Transferring shares in a private company can be very complex and there are a number of steps that need to be taken in order to do so. In this blog we’ll be looking at the correct way to do it.


In a company’s shareholder agreement there is often an agreed set of detailed procedures that need to be followed and/or enacted in order for the transfer of shares to be completed.


It is expected that the existing shareholders should be offered first refusal to buy any shares that are being sold at the price agreed upon in a recent valuation. If none of the other shareholders wish to buy the shares (after a time frame specified in the shareholder agreement) then the shares can be offered for third party sale.


Getting an agreed valuation for a private company


Something else that you can expect to see in the shareholders agreement is exactly how the shares should be valued in the event of a sale.


There are numerous ways to value business and how this is actually carried out depends on the above and on many other factors that may affect the market.

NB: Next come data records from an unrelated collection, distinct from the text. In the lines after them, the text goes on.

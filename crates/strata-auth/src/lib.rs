//! Ownership and permission model for Strata metadata entries.
//!
//! A [`Permission`] is the owner, group and [`Mode`] stored with every
//! file and directory. This crate computes that state; it does not make
//! access decisions against it.
//!
//! # Crate Architecture
//!
//! ```text
//! strata-types   (Mode, ModeBits, ErrorCode)
//!     ↑
//! strata-auth    (Permission, AuthType, AuthContext, LoginIdentity, GroupResolver)  ◄── THIS CRATE
//!     ↑
//! strata-runtime (LoginUser, GroupMappingRegistry, config, PermissionService)
//! ```
//!
//! # Design Principles
//!
//! - **Traits here, implementations in the runtime**: `strata-runtime`
//!   provides the login identity, group mapping providers and caching.
//! - **Explicit identity**: the request identity is a value passed in,
//!   never ambient state.
//! - **All or nothing**: a resolution either sets both owner fields or
//!   leaves the permission untouched.

pub mod auth_type;
pub mod error;
pub mod group;
pub mod identity;
pub mod permission;

pub use auth_type::{AuthType, UnknownAuthType};
pub use error::{IdentitySource, PermissionError};
pub use group::{GroupResolutionError, GroupResolver};
pub use identity::{AuthContext, LoginIdentity, RequestIdentity};
pub use permission::Permission;

// Re-export mode types for convenience
pub use strata_types::{Mode, ModeBits};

The asset value of the company is the main way in which its value will be calculated – but the perceived future performance of a company will also affect its value. In turn – any buyer interested in a company may offer a greater sum than the present valuation if it is concerned that other parties have already made on offer, or that it is in some way imperative that they purchase the company – i.e. if a company wishes to buy out it’s nearest market rival and is concerned that another rival is about to snap it up.

Due diligence when buying a private company


When the terms and conditions have been agreed the buyer’s solicitor will send on a due diligence questionnaire for the seller to complete. The seller will also be compelled to make available certain documents pertaining the  company funds. These documents and the questionnaire itself will be carefully checked by the buyer’s solicitor so that the details can be verified and the process can move on to the share purchase agreement.


What is a share purchase agreement?


The share purchase agreement (SPA) is a document that details and proves the sale and/or purchase of shares. The SPA can be complex or simple depending on the nature of the business and the transaction itself. Any warranties contained within an SPA must then be laid out in a disclosure letter.


Transfer of shares

A transfer form can then be issued which contains the name of the company, the shares, the buyer, and the seller.

As you can see this is a complex legal procedure that demands close scrutiny. Make sure you have a trustworthy and experienced solicitor to act on your behalf.